Hmm, time to buy a small group of 10 or so cheap slings and experiment on them... heh.   Maybe B. albop or A. hentzi?  It would make for a very LONG experiment, though, lol.


----------



## scottyk (Mar 3, 2010)

Exo said:


> That's a great idea, I think I might try this tonight and see if it works.


Let me know what kind of results you get. Looks like I'm moving again in April, so I'll start experimenting with this when I get settled in. Anything I make now will be getting thrown away in a few weeks...


----------



## pwilson5 (Mar 3, 2010)

would be interesting to try this with a really vibrant T... ill start trying it with my Versi... lol


----------



## Exo (Mar 4, 2010)

scottyk said:


> Let me know what kind of results you get. Looks like I'm moving again in April, so I'll start experimenting with this when I get settled in. Anything I make now will be getting thrown away in a few weeks...


Well, I tried the gell-food and they appear to have eaten it! I had fishfood, bloodworms and mashed cricket in them and it seems like they really like them. :drool:


----------



## pouchedrat (Mar 4, 2010)

That's pretty awesome.  I'm recieving 20 B. vagans spiderlings eventually and half will be my control, the other half will be tried with fish food and see what happens.  It'll be a long experiment, but I'm going to record everything, from who eats and who doesn't, pictures, when each one molts, etc.  

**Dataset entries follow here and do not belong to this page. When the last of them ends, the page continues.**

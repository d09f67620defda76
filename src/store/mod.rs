//! Entity storage with SQLite
//!
//! One `DossierStore` wraps one connection to the local database and is
//! passed by reference into every caller; there is no global handle. All
//! repositories read and write through it directly — no entity is cached
//! in memory, so staleness is bounded by the store itself.
//!
//! Lookup misses are `Ok(None)`, never errors. Upserts overwrite the row
//! wholesale; there are no partial-patch semantics at this layer.

mod schema;
mod taxonomy;

use anyhow::Result;
use rusqlite::{params, Connection, Row};
use std::path::Path;

use crate::model::{
    now_iso, Channel, Contact, Interaction, ProfileSource, Reminder, ReminderKind, Scores,
    SocialProfile,
};

pub use schema::SCHEMA;

pub struct DossierStore {
    conn: Connection,
}

impl DossierStore {
    pub fn open(path: &Path) -> Result<Self> {
        // Ensure parent directory exists
        if let Some(parent) = path.parent() {
            std::fs::create_dir_all(parent)?;
        }

        let conn = Connection::open(path)?;
        let store = Self { conn };
        store.init_schema()?;
        Ok(store)
    }

    fn init_schema(&self) -> Result<()> {
        self.conn.execute_batch(SCHEMA)?;
        Ok(())
    }

    pub(crate) fn conn(&self) -> &Connection {
        &self.conn
    }

    // ============================================
    // CONTACTS
    // ============================================

    pub fn get_contact(&self, id: &str) -> Result<Option<Contact>> {
        let result = self.conn.query_row(
            "SELECT id, first_name, last_name, middle_name, phones, emails, organization,
                    position, birthday, photo_uri, notes, tags, created_at, updated_at,
                    last_interaction_at
             FROM contacts WHERE id = ?",
            params![id],
            row_to_contact,
        );

        match result {
            Ok(c) => Ok(Some(c)),
            Err(rusqlite::Error::QueryReturnedNoRows) => Ok(None),
            Err(e) => Err(e.into()),
        }
    }

    /// Upsert by primary key, overwriting any existing row wholesale.
    /// A blank `updated_at` is stamped with the current time at write.
    pub fn upsert_contact(&self, contact: &Contact) -> Result<()> {
        let updated_at = if contact.updated_at.is_empty() {
            now_iso()
        } else {
            contact.updated_at.clone()
        };

        self.conn.execute(
            "INSERT INTO contacts
               (id, first_name, last_name, middle_name, phones, emails, organization,
                position, birthday, photo_uri, notes, tags, created_at, updated_at,
                last_interaction_at)
             VALUES (?, ?, ?, ?, ?, ?, ?, ?, ?, ?, ?, ?, ?, ?, ?)
             ON CONFLICT(id) DO UPDATE SET
                 first_name = excluded.first_name,
                 last_name = excluded.last_name,
                 middle_name = excluded.middle_name,
                 phones = excluded.phones,
                 emails = excluded.emails,
                 organization = excluded.organization,
                 position = excluded.position,
                 birthday = excluded.birthday,
                 photo_uri = excluded.photo_uri,
                 notes = excluded.notes,
                 tags = excluded.tags,
                 created_at = excluded.created_at,
                 updated_at = excluded.updated_at,
                 last_interaction_at = excluded.last_interaction_at",
            params![
                contact.id,
                contact.first_name,
                contact.last_name,
                contact.middle_name,
                serde_json::to_string(&contact.phones)?,
                serde_json::to_string(&contact.emails)?,
                contact.organization,
                contact.position,
                contact.birthday,
                contact.photo_uri,
                contact.notes,
                serde_json::to_string(&contact.tags)?,
                contact.created_at,
                updated_at,
                contact.last_interaction_at,
            ],
        )?;
        Ok(())
    }

    /// Case-insensitive substring search over "first last organization".
    /// An empty query matches every contact, up to `limit`.
    ///
    /// SQLite's lower() only folds ASCII, so the case folding happens here
    /// and the scan walks the table in insertion order.
    pub fn search_contacts(&self, query: &str, limit: usize) -> Result<Vec<Contact>> {
        let needle = query.to_lowercase();

        let mut stmt = self.conn.prepare(
            "SELECT id, first_name, last_name, middle_name, phones, emails, organization,
                    position, birthday, photo_uri, notes, tags, created_at, updated_at,
                    last_interaction_at
             FROM contacts ORDER BY rowid",
        )?;

        let mut out = Vec::new();
        let rows = stmt.query_map([], row_to_contact)?;
        for row in rows {
            let contact = row?;
            let hay = format!(
                "{} {} {}",
                contact.first_name,
                contact.last_name,
                contact.organization.as_deref().unwrap_or("")
            )
            .to_lowercase();
            if needle.is_empty() || hay.contains(&needle) {
                out.push(contact);
            }
            if out.len() >= limit {
                break;
            }
        }

        Ok(out)
    }

    /// Idempotent: deleting a missing contact is a no-op.
    pub fn delete_contact(&self, id: &str) -> Result<()> {
        self.conn
            .execute("DELETE FROM contacts WHERE id = ?", params![id])?;
        Ok(())
    }

    // ============================================
    // SOCIAL PROFILES
    // ============================================

    pub fn list_profiles_by_contact(&self, contact_id: &str) -> Result<Vec<SocialProfile>> {
        let mut stmt = self.conn.prepare(
            "SELECT id, contact_id, source, url, fields_json, added_at, last_checked_at
             FROM profiles WHERE contact_id = ? ORDER BY added_at",
        )?;

        let rows = stmt.query_map(params![contact_id], row_to_profile)?;
        rows.collect::<Result<Vec<_>, _>>().map_err(Into::into)
    }

    pub fn upsert_profile(&self, profile: &SocialProfile) -> Result<()> {
        self.conn.execute(
            "INSERT INTO profiles (id, contact_id, source, url, fields_json, added_at, last_checked_at)
             VALUES (?, ?, ?, ?, ?, ?, ?)
             ON CONFLICT(id) DO UPDATE SET
                 contact_id = excluded.contact_id,
                 source = excluded.source,
                 url = excluded.url,
                 fields_json = excluded.fields_json,
                 added_at = excluded.added_at,
                 last_checked_at = excluded.last_checked_at",
            params![
                profile.id,
                profile.contact_id,
                profile.source.as_str(),
                profile.url,
                profile.fields_json,
                profile.added_at,
                profile.last_checked_at,
            ],
        )?;
        Ok(())
    }

    pub fn delete_profile(&self, id: &str) -> Result<()> {
        self.conn
            .execute("DELETE FROM profiles WHERE id = ?", params![id])?;
        Ok(())
    }

    // ============================================
    // INTERACTIONS
    // ============================================

    /// Interactions for a contact, newest first, paginated by skip/take.
    pub fn list_interactions(
        &self,
        contact_id: &str,
        limit: usize,
        offset: usize,
    ) -> Result<Vec<Interaction>> {
        let mut stmt = self.conn.prepare(
            "SELECT id, contact_id, date, channel, channel_note, duration_minutes, summary,
                    usefulness, keep_in_touch, ally_potential, next_step, next_step_due,
                    next_step_done
             FROM interactions WHERE contact_id = ?
             ORDER BY date DESC LIMIT ? OFFSET ?",
        )?;

        let rows = stmt.query_map(
            params![contact_id, limit as i64, offset as i64],
            row_to_interaction,
        )?;
        rows.collect::<Result<Vec<_>, _>>().map_err(Into::into)
    }

    pub fn create_interaction(&self, interaction: &Interaction) -> Result<()> {
        self.conn.execute(
            "INSERT INTO interactions
               (id, contact_id, date, channel, channel_note, duration_minutes, summary,
                usefulness, keep_in_touch, ally_potential, next_step, next_step_due,
                next_step_done)
             VALUES (?, ?, ?, ?, ?, ?, ?, ?, ?, ?, ?, ?, ?)",
            params![
                interaction.id,
                interaction.contact_id,
                interaction.date,
                interaction.channel.as_str(),
                interaction.channel_note,
                interaction.duration_minutes,
                interaction.summary,
                interaction.usefulness,
                interaction.keep_in_touch,
                interaction.ally_potential,
                interaction.next_step,
                interaction.next_step_due,
                interaction.next_step_done,
            ],
        )?;
        Ok(())
    }

    pub fn update_interaction(&self, interaction: &Interaction) -> Result<()> {
        self.conn.execute(
            "INSERT INTO interactions
               (id, contact_id, date, channel, channel_note, duration_minutes, summary,
                usefulness, keep_in_touch, ally_potential, next_step, next_step_due,
                next_step_done)
             VALUES (?, ?, ?, ?, ?, ?, ?, ?, ?, ?, ?, ?, ?)
             ON CONFLICT(id) DO UPDATE SET
                 contact_id = excluded.contact_id,
                 date = excluded.date,
                 channel = excluded.channel,
                 channel_note = excluded.channel_note,
                 duration_minutes = excluded.duration_minutes,
                 summary = excluded.summary,
                 usefulness = excluded.usefulness,
                 keep_in_touch = excluded.keep_in_touch,
                 ally_potential = excluded.ally_potential,
                 next_step = excluded.next_step,
                 next_step_due = excluded.next_step_due,
                 next_step_done = excluded.next_step_done",
            params![
                interaction.id,
                interaction.contact_id,
                interaction.date,
                interaction.channel.as_str(),
                interaction.channel_note,
                interaction.duration_minutes,
                interaction.summary,
                interaction.usefulness,
                interaction.keep_in_touch,
                interaction.ally_potential,
                interaction.next_step,
                interaction.next_step_due,
                interaction.next_step_done,
            ],
        )?;
        Ok(())
    }

    // ============================================
    // REMINDERS
    // ============================================

    pub fn list_reminders_by_contact(&self, contact_id: &str) -> Result<Vec<Reminder>> {
        let mut stmt = self.conn.prepare(
            "SELECT id, contact_id, title, kind, due_at, done
             FROM reminders WHERE contact_id = ? ORDER BY due_at",
        )?;

        let rows = stmt.query_map(params![contact_id], row_to_reminder)?;
        rows.collect::<Result<Vec<_>, _>>().map_err(Into::into)
    }

    /// Open reminders due at or before the given instant.
    pub fn list_reminders_due(&self, before: &str) -> Result<Vec<Reminder>> {
        let mut stmt = self.conn.prepare(
            "SELECT id, contact_id, title, kind, due_at, done
             FROM reminders WHERE done = 0 AND due_at <= ? ORDER BY due_at",
        )?;

        let rows = stmt.query_map(params![before], row_to_reminder)?;
        rows.collect::<Result<Vec<_>, _>>().map_err(Into::into)
    }

    pub fn upsert_reminder(&self, reminder: &Reminder) -> Result<()> {
        self.conn.execute(
            "INSERT INTO reminders (id, contact_id, title, kind, due_at, done)
             VALUES (?, ?, ?, ?, ?, ?)
             ON CONFLICT(id) DO UPDATE SET
                 contact_id = excluded.contact_id,
                 title = excluded.title,
                 kind = excluded.kind,
                 due_at = excluded.due_at,
                 done = excluded.done",
            params![
                reminder.id,
                reminder.contact_id,
                reminder.title,
                reminder.kind.as_str(),
                reminder.due_at,
                reminder.done,
            ],
        )?;
        Ok(())
    }

    /// Idempotent: marking a missing or already-done reminder is a no-op.
    pub fn mark_reminder_done(&self, id: &str) -> Result<()> {
        self.conn
            .execute("UPDATE reminders SET done = 1 WHERE id = ?", params![id])?;
        Ok(())
    }

    // ============================================
    // SCORES
    // ============================================

    pub fn get_scores(&self, contact_id: &str) -> Result<Option<Scores>> {
        let result = self.conn.query_row(
            "SELECT contact_id, completeness, warmth, value_score
             FROM scores WHERE contact_id = ?",
            params![contact_id],
            |row| {
                Ok(Scores {
                    contact_id: row.get(0)?,
                    completeness: row.get(1)?,
                    warmth: row.get(2)?,
                    value_score: row.get(3)?,
                })
            },
        );

        match result {
            Ok(s) => Ok(Some(s)),
            Err(rusqlite::Error::QueryReturnedNoRows) => Ok(None),
            Err(e) => Err(e.into()),
        }
    }

    /// The primary key is the contact id, so a contact can never hold more
    /// than one score row.
    pub fn upsert_scores(&self, scores: &Scores) -> Result<()> {
        self.conn.execute(
            "INSERT INTO scores (contact_id, completeness, warmth, value_score)
             VALUES (?, ?, ?, ?)
             ON CONFLICT(contact_id) DO UPDATE SET
                 completeness = excluded.completeness,
                 warmth = excluded.warmth,
                 value_score = excluded.value_score",
            params![
                scores.contact_id,
                scores.completeness,
                scores.warmth,
                scores.value_score,
            ],
        )?;
        Ok(())
    }
}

I think it'll be interesting to see the results, if there is a difference or not.  Especially with something that long-lived.


----------



## scottyk (Mar 4, 2010)

Exo said:


> Well, I tried the gell-food and they appear to have eaten it! I had fishfood, bloodworms and mashed cricket in them and it seems like they really like them. :drool:



Excellent! :clap:

I have a few pounds of high end pellet foods in the freezer and a booming colony of mealworms. I think once I get settled in I'll try adding them to some some mashed crickets and roaches and see what I can concoct.

I'll add pics and feedback directly to this thread!

Scott


----------



## LadySharon (Mar 5, 2010)

I'm very interested in this.

I have a co-worker (one of my bosses acctually)  who likes T's... but every other insect on the planet is "icky"   In otherwords... she can't deal with a cricket or a roach or anything else you normally would feed T's.

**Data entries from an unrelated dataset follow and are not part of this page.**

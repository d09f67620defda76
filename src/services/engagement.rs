//! Multi-store update sequences
//!
//! Logging an interaction or applying a scraped-profile diff touches
//! several tables (the entity, the contact, the score row). Each sequence
//! here runs inside a single SQLite transaction, so a crash mid-sequence
//! can never leave a contact updated without its score refreshed.

use anyhow::{anyhow, Result};
use uuid::Uuid;

use crate::import::ContactPatch;
use crate::model::{Contact, Interaction, ProfileSource, Scores, SocialProfile};
use crate::services::{completeness, warmth};
use crate::store::DossierStore;

/// Log an interaction and refresh everything derived from it: warmth
/// (decay-then-apply), completeness, and the contact's
/// `last_interaction_at`. Returns the refreshed scores.
pub fn record_interaction(
    store: &DossierStore,
    interaction: &Interaction,
    now_iso: &str,
) -> Result<Scores> {
    let tx = store.conn().unchecked_transaction()?;

    store.create_interaction(interaction)?;

    let contact = store.get_contact(&interaction.contact_id)?;
    let previous = store.get_scores(&interaction.contact_id)?;

    let scores = Scores {
        contact_id: interaction.contact_id.clone(),
        completeness: contact
            .as_ref()
            .map(completeness::score)
            .unwrap_or_default(),
        warmth: warmth::apply_interaction(
            previous.as_ref().map(|s| s.warmth as f64).unwrap_or(0.0),
            interaction,
            now_iso,
        ),
        value_score: previous.map(|s| s.value_score).unwrap_or(3),
    };
    store.upsert_scores(&scores)?;

    if let Some(mut contact) = contact {
        contact.last_interaction_at = Some(interaction.date.clone());
        contact.updated_at = now_iso.to_string();
        store.upsert_contact(&contact)?;
    }

    tx.commit()?;
    Ok(scores)
}

/// Merge scraped fields into a contact, record where they came from as a
/// social profile, and refresh completeness. Warmth and value are
/// untouched. Returns the updated contact.
pub fn apply_profile_diff(
    store: &DossierStore,
    contact_id: &str,
    patch: &ContactPatch,
    url: &str,
    source: ProfileSource,
    now_iso: &str,
) -> Result<Contact> {
    let mut contact = store
        .get_contact(contact_id)?
        .ok_or_else(|| anyhow!("Contact not found: {}", contact_id))?;

    let tx = store.conn().unchecked_transaction()?;

    patch.apply(&mut contact);
    contact.updated_at = now_iso.to_string();
    store.upsert_contact(&contact)?;

    store.upsert_profile(&SocialProfile {
        id: Uuid::new_v4().to_string(),
        contact_id: contact_id.to_string(),
        source,
        url: url.to_string(),
        fields_json: serde_json::to_string(patch)?,
        added_at: now_iso.to_string(),
        last_checked_at: None,
    })?;

    let previous = store.get_scores(contact_id)?;
    store.upsert_scores(&Scores {
        contact_id: contact_id.to_string(),
        completeness: completeness::score(&contact),
        warmth: previous.as_ref().map(|s| s.warmth).unwrap_or(0),
        value_score: previous.map(|s| s.value_score).unwrap_or(3),
    })?;

    tx.commit()?;
    Ok(contact)
}

/// Create the initial score row for a contact iff it has none. Safe to
/// re-run; an existing row is returned untouched.
pub fn ensure_scores(store: &DossierStore, contact: &Contact) -> Result<Scores> {
    if let Some(existing) = store.get_scores(&contact.id)? {
        return Ok(existing);
    }
    let scores = Scores::initial(contact.id.clone(), completeness::score(contact));
    store.upsert_scores(&scores)?;
    Ok(scores)
}

/// Set the user-assigned 1..=5 value rating, preserving the derived
/// fields. Out-of-range input is clamped.
pub fn set_value_score(store: &DossierStore, contact_id: &str, value: i64) -> Result<Scores> {
    let mut scores = match store.get_scores(contact_id)? {
        Some(s) => s,
        None => {
            let completeness = store
                .get_contact(contact_id)?
                .map(|c| completeness::score(&c))
                .unwrap_or_default();
            Scores::initial(contact_id.to_string(), completeness)
        }
    };
    scores.value_score = value.clamp(1, 5);
    store.upsert_scores(&scores)?;
    Ok(scores)
}

#[cfg(test)]
mod tests {
    use super::*;
    use crate::model::Channel;
    use crate::store::tests::{sample_contact, test_store};

    const NOW: &str = "2024-03-01T00:00:00.000Z";

    fn interaction(id: &str, contact_id: &str, channel: Channel) -> Interaction {
        Interaction {
            id: id.to_string(),
            contact_id: contact_id.to_string(),
            date: NOW.to_string(),
            channel,
            channel_note: None,
            duration_minutes: None,
            summary: None,
            usefulness: None,
            keep_in_touch: false,
            ally_potential: false,
            next_step: None,
            next_step_due: None,
            next_step_done: false,
        }
    }

    #[test]
    fn test_record_interaction_refreshes_everything() {
        let (_dir, store) = test_store();
        store
            .upsert_contact(&sample_contact("c1", "Ada", "Lovelace"))
            .unwrap();

        let scores =
            record_interaction(&store, &interaction("i1", "c1", Channel::Meeting), NOW).unwrap();

        // cold start: decay(0) + meeting bonus
        assert_eq!(scores.warmth, 25);
        assert_eq!(scores.value_score, 3);
        // first + last name = 2 of 12 points
        assert_eq!(scores.completeness, 17);

        let contact = store.get_contact("c1").unwrap().unwrap();
        assert_eq!(contact.last_interaction_at.as_deref(), Some(NOW));
        assert_eq!(store.list_interactions("c1", 10, 0).unwrap().len(), 1);

        // a second interaction the same instant stacks without decay
        let scores =
            record_interaction(&store, &interaction("i2", "c1", Channel::Call), NOW).unwrap();
        assert_eq!(scores.warmth, 40);
    }

    #[test]
    fn test_record_interaction_preserves_value_score() {
        let (_dir, store) = test_store();
        store
            .upsert_contact(&sample_contact("c1", "Ada", "Lovelace"))
            .unwrap();
        set_value_score(&store, "c1", 5).unwrap();

        let scores =
            record_interaction(&store, &interaction("i1", "c1", Channel::Email), NOW).unwrap();
        assert_eq!(scores.value_score, 5);
    }

    #[test]
    fn test_apply_profile_diff() {
        let (_dir, store) = test_store();
        store
            .upsert_contact(&sample_contact("c1", "Ada", "Lovelace"))
            .unwrap();

        let patch = ContactPatch {
            organization: Some("Analytical Engines".to_string()),
            position: Some("Principal Analyst".to_string()),
            ..Default::default()
        };
        let updated = apply_profile_diff(
            &store,
            "c1",
            &patch,
            "https://example.org/ada",
            ProfileSource::Website,
            NOW,
        )
        .unwrap();

        assert_eq!(updated.organization.as_deref(), Some("Analytical Engines"));

        let profiles = store.list_profiles_by_contact("c1").unwrap();
        assert_eq!(profiles.len(), 1);
        assert_eq!(profiles[0].source, ProfileSource::Website);
        assert!(profiles[0].fields_json.contains("Analytical Engines"));

        // name 2 + organization 3 = 5 of 12 points
        let scores = store.get_scores("c1").unwrap().unwrap();
        assert_eq!(scores.completeness, 42);
    }

    #[test]
    fn test_apply_profile_diff_missing_contact_is_an_error() {
        let (_dir, store) = test_store();
        let result = apply_profile_diff(
            &store,
            "ghost",
            &ContactPatch::default(),
            "https://example.org",
            ProfileSource::Other,
            NOW,
        );
        assert!(result.is_err());
    }

    #[test]
    fn test_ensure_scores_is_idempotent() {
        let (_dir, store) = test_store();
        let contact = sample_contact("c1", "Ada", "Lovelace");
        store.upsert_contact(&contact).unwrap();

        let first = ensure_scores(&store, &contact).unwrap();
        assert_eq!(first.completeness, 17);

        set_value_score(&store, "c1", 4).unwrap();
        let second = ensure_scores(&store, &contact).unwrap();
        assert_eq!(second.value_score, 4);
    }

    #[test]
    fn test_set_value_score_clamps() {
        let (_dir, store) = test_store();
        store
            .upsert_contact(&sample_contact("c1", "Ada", "Lovelace"))
            .unwrap();

        assert_eq!(set_value_score(&store, "c1", 9).unwrap().value_score, 5);
        assert_eq!(set_value_score(&store, "c1", 0).unwrap().value_score, 1);
    }
}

She said "Isn't there something I can just sprinkle in the cage" (I immidatly thought of thouse gell thigns you feed crickets - that's what the instructions say)

Well I mentioned this thread to her... and she's kept beta's before so she knows about the flakes... and would be fine feeding altered flakes or small gell cubes where you can't TELL that there are insects in there.  

But of course with her the spider would be living exclusively on these so... I'd like to know the results of this experiment first.  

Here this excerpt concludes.